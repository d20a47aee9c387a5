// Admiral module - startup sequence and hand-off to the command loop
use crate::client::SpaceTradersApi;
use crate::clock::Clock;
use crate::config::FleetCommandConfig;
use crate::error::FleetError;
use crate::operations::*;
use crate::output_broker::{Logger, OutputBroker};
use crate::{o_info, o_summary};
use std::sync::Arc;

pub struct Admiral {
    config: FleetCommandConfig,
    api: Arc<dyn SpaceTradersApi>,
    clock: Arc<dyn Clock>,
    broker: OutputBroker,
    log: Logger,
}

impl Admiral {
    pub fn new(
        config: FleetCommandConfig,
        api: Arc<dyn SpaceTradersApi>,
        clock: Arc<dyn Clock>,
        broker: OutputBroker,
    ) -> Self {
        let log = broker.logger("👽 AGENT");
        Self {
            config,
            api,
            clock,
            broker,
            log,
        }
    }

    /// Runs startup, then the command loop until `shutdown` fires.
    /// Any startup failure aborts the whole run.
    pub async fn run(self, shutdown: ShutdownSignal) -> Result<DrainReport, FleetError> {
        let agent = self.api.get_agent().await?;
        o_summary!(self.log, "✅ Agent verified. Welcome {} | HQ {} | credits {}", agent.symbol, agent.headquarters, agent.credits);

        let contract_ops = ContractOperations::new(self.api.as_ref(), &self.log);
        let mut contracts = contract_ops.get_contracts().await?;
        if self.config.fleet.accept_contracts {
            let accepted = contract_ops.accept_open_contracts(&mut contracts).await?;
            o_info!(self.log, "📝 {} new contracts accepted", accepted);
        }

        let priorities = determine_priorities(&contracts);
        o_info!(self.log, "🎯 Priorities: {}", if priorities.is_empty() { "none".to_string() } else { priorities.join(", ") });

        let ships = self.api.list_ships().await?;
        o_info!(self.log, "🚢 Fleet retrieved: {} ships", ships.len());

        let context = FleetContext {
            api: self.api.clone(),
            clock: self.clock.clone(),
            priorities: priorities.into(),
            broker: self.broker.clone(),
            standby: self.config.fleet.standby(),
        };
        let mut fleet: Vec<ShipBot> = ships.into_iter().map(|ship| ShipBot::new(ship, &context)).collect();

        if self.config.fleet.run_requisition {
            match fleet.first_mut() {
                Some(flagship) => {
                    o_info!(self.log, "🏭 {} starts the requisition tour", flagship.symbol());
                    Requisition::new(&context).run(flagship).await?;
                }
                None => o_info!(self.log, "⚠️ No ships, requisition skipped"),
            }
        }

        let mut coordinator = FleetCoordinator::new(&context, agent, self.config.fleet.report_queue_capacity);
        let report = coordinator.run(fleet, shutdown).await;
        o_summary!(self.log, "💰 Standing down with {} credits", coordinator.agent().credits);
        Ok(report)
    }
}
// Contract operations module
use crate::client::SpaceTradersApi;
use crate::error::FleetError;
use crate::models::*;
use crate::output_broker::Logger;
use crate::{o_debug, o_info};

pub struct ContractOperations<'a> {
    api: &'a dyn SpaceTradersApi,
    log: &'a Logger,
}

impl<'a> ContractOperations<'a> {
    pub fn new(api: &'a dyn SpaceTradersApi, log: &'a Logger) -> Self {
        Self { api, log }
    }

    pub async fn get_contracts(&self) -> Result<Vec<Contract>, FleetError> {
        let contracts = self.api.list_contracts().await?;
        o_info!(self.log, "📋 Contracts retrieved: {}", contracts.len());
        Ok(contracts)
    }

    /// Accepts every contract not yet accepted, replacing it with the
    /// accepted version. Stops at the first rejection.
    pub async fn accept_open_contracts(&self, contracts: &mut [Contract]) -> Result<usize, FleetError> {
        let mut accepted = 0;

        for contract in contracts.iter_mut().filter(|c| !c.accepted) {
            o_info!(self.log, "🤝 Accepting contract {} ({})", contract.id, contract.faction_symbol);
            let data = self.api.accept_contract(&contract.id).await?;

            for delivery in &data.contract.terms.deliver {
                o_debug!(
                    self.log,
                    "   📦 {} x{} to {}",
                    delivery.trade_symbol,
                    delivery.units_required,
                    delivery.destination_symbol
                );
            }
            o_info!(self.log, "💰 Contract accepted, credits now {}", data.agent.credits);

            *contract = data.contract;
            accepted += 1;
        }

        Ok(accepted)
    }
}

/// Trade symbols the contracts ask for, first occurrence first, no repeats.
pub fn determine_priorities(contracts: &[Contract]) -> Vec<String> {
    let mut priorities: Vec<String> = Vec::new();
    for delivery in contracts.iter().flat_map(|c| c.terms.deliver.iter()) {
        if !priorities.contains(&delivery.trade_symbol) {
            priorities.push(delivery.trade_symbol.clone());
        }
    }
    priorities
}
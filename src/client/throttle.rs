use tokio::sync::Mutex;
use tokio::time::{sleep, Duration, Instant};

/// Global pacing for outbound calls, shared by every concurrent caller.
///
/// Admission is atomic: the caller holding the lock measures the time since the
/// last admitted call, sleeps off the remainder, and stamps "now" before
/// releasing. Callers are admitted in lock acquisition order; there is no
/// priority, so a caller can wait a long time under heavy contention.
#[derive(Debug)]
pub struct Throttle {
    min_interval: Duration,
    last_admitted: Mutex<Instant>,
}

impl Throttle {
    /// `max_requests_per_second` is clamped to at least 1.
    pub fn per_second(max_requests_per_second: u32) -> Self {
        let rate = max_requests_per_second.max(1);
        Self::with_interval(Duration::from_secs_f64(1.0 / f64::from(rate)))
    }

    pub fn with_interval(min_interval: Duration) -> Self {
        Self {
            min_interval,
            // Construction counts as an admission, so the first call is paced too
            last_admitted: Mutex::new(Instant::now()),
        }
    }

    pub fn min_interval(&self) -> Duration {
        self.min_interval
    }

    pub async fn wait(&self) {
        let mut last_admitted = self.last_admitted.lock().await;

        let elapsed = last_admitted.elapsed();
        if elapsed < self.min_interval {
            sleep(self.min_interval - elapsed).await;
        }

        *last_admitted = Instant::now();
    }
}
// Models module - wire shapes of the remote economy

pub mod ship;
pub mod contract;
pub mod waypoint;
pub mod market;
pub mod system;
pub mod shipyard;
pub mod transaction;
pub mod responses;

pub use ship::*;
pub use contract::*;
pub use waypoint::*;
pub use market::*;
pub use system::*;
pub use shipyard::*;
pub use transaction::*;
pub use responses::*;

▸ Task
In full and without edits, return the listing.

▸ Answer to this exercise
repository d20a47aee9c387a5
// Admiral module - startup sequence and hand-off to the command loop
use crate::client::SpaceTradersApi;
use crate::clock::Clock;
use crate::config::FleetCommandConfig;
use crate::error::FleetError;
use crate::operations::*;
use crate::output_broker::{Logger, OutputBroker};
use crate::{o_info, o_summary};
use std::sync::Arc;

pub struct Admiral {
    config: FleetCommandConfig,
    api: Arc<dyn SpaceTradersApi>,
    clock: Arc<dyn Clock>,
    broker: OutputBroker,
    log: Logger,
}

impl Admiral {
    pub fn new(
        config: FleetCommandConfig,
        api: Arc<dyn SpaceTradersApi>,
        clock: Arc<dyn Clock>,
        broker: OutputBroker,
    ) -> Self {
        let log = broker.logger("👽 AGENT");
        Self {
            config,
            api,
            clock,
            broker,
            log,
        }
    }

    /// Runs startup, then the command loop until `shutdown` fires.
    /// Any startup failure aborts the whole run.
    pub async fn run(self, shutdown: ShutdownSignal) -> Result<DrainReport, FleetError> {
        let agent = self.api.get_agent().await?;
        o_summary!(self.log, "✅ Agent verified. Welcome {} | HQ {} | credits {}", agent.symbol, agent.headquarters, agent.credits);

        let contract_ops = ContractOperations::new(self.api.as_ref(), &self.log);
        let mut contracts = contract_ops.get_contracts().await?;
        if self.config.fleet.accept_contracts {
            let accepted = contract_ops.accept_open_contracts(&mut contracts).await?;
            o_info!(self.log, "📝 {} new contracts accepted", accepted);
        }

        let priorities = determine_priorities(&contracts);
        o_info!(self.log, "🎯 Priorities: {}", if priorities.is_empty() { "none".to_string() } else { priorities.join(", ") });

        let ships = self.api.list_ships().await?;
        o_info!(self.log, "🚢 Fleet retrieved: {} ships", ships.len());

        let context = FleetContext {
            api: self.api.clone(),
            clock: self.clock.clone(),
            priorities: priorities.into(),
            broker: self.broker.clone(),
            standby: self.config.fleet.standby(),
        };
        let mut fleet: Vec<ShipBot> = ships.into_iter().map(|ship| ShipBot::new(ship, &context)).collect();

        if self.config.fleet.run_requisition {
            match fleet.first_mut() {
                Some(flagship) => {
                    o_info!(self.log, "🏭 {} starts the requisition tour", flagship.symbol());
                    Requisition::new(&context).run(flagship).await?;
                }
                None => o_info!(self.log, "⚠️ No ships, requisition skipped"),
            }
        }

        let mut coordinator = FleetCoordinator::new(&context, agent, self.config.fleet.report_queue_capacity);
        let report = coordinator.run(fleet, shutdown).await;
        o_summary!(self.log, "💰 Standing down with {} credits", coordinator.agent().credits);
        Ok(report)
    }
}
// Contract operations module
use crate::client::SpaceTradersApi;
use crate::error::FleetError;
use crate::models::*;
use crate::output_broker::Logger;
use crate::{o_debug, o_info};

pub struct ContractOperations<'a> {
    api: &'a dyn SpaceTradersApi,
    log: &'a Logger,
}

impl<'a> ContractOperations<'a> {
    pub fn new(api: &'a dyn SpaceTradersApi, log: &'a Logger) -> Self {
        Self { api, log }
    }

    pub async fn get_contracts(&self) -> Result<Vec<Contract>, FleetError> {
        let contracts = self.api.list_contracts().await?;
        o_info!(self.log, "📋 Contracts retrieved: {}", contracts.len());
        Ok(contracts)
    }

    /// Accepts every contract not yet accepted, replacing it with the
    /// accepted version. Stops at the first rejection.
    pub async fn accept_open_contracts(&self, contracts: &mut [Contract]) -> Result<usize, FleetError> {
        let mut accepted = 0;

        for contract in contracts.iter_mut().filter(|c| !c.accepted) {
            o_info!(self.log, "🤝 Accepting contract {} ({})", contract.id, contract.faction_symbol);
            let data = self.api.accept_contract(&contract.id).await?;

            for delivery in &data.contract.terms.deliver {
                o_debug!(
                    self.log,
                    "   📦 {} x{} to {}",
                    delivery.trade_symbol,
                    delivery.units_required,
                    delivery.destination_symbol
                );
            }
            o_info!(self.log, "💰 Contract accepted, credits now {}", data.agent.credits);

            *contract = data.contract;
            accepted += 1;
        }

        Ok(accepted)
    }
}

/// Trade symbols the contracts ask for, first occurrence first, no repeats.
pub fn determine_priorities(contracts: &[Contract]) -> Vec<String> {
    let mut priorities: Vec<String> = Vec::new();
    for delivery in contracts.iter().flat_map(|c| c.terms.deliver.iter()) {
        if !priorities.contains(&delivery.trade_symbol) {
            priorities.push(delivery.trade_symbol.clone());
        }
    }
    priorities
}
filename src/client/throttle.rs
use tokio::sync::Mutex;
use tokio::time::{sleep, Duration, Instant};

/// Global pacing for outbound calls, shared by every concurrent caller.
///
/// Admission is atomic: the caller holding the lock measures the time since the
/// last admitted call, sleeps off the remainder, and stamps "now" before
/// releasing. Callers are admitted in lock acquisition order; there is no
/// priority, so a caller can wait a long time under heavy contention.
#[derive(Debug)]
pub struct Throttle {
    min_interval: Duration,
    last_admitted: Mutex<Instant>,
}

impl Throttle {
    /// `max_requests_per_second` is clamped to at least 1.
    pub fn per_second(max_requests_per_second: u32) -> Self {
        let rate = max_requests_per_second.max(1);
        Self::with_interval(Duration::from_secs_f64(1.0 / f64::from(rate)))
    }

    pub fn with_interval(min_interval: Duration) -> Self {
        Self {
            min_interval,
            // Construction counts as an admission, so the first call is paced too
            last_admitted: Mutex::new(Instant::now()),
        }
    }

    pub fn min_interval(&self) -> Duration {
        self.min_interval
    }

    pub async fn wait(&self) {
        let mut last_admitted = self.last_admitted.lock().await;

        let elapsed = last_admitted.elapsed();
        if elapsed < self.min_interval {
            sleep(self.min_interval - elapsed).await;
        }

        *last_admitted = Instant::now();
    }
}
// Models module - wire shapes of the remote economy

pub mod ship;
pub mod contract;
pub mod waypoint;
pub mod market;
pub mod system;
pub mod shipyard;
pub mod transaction;
pub mod responses;

pub use ship::*;
pub use contract::*;
pub use waypoint::*;
pub use market::*;
pub use system::*;
pub use shipyard::*;
pub use transaction::*;
pub use responses::*;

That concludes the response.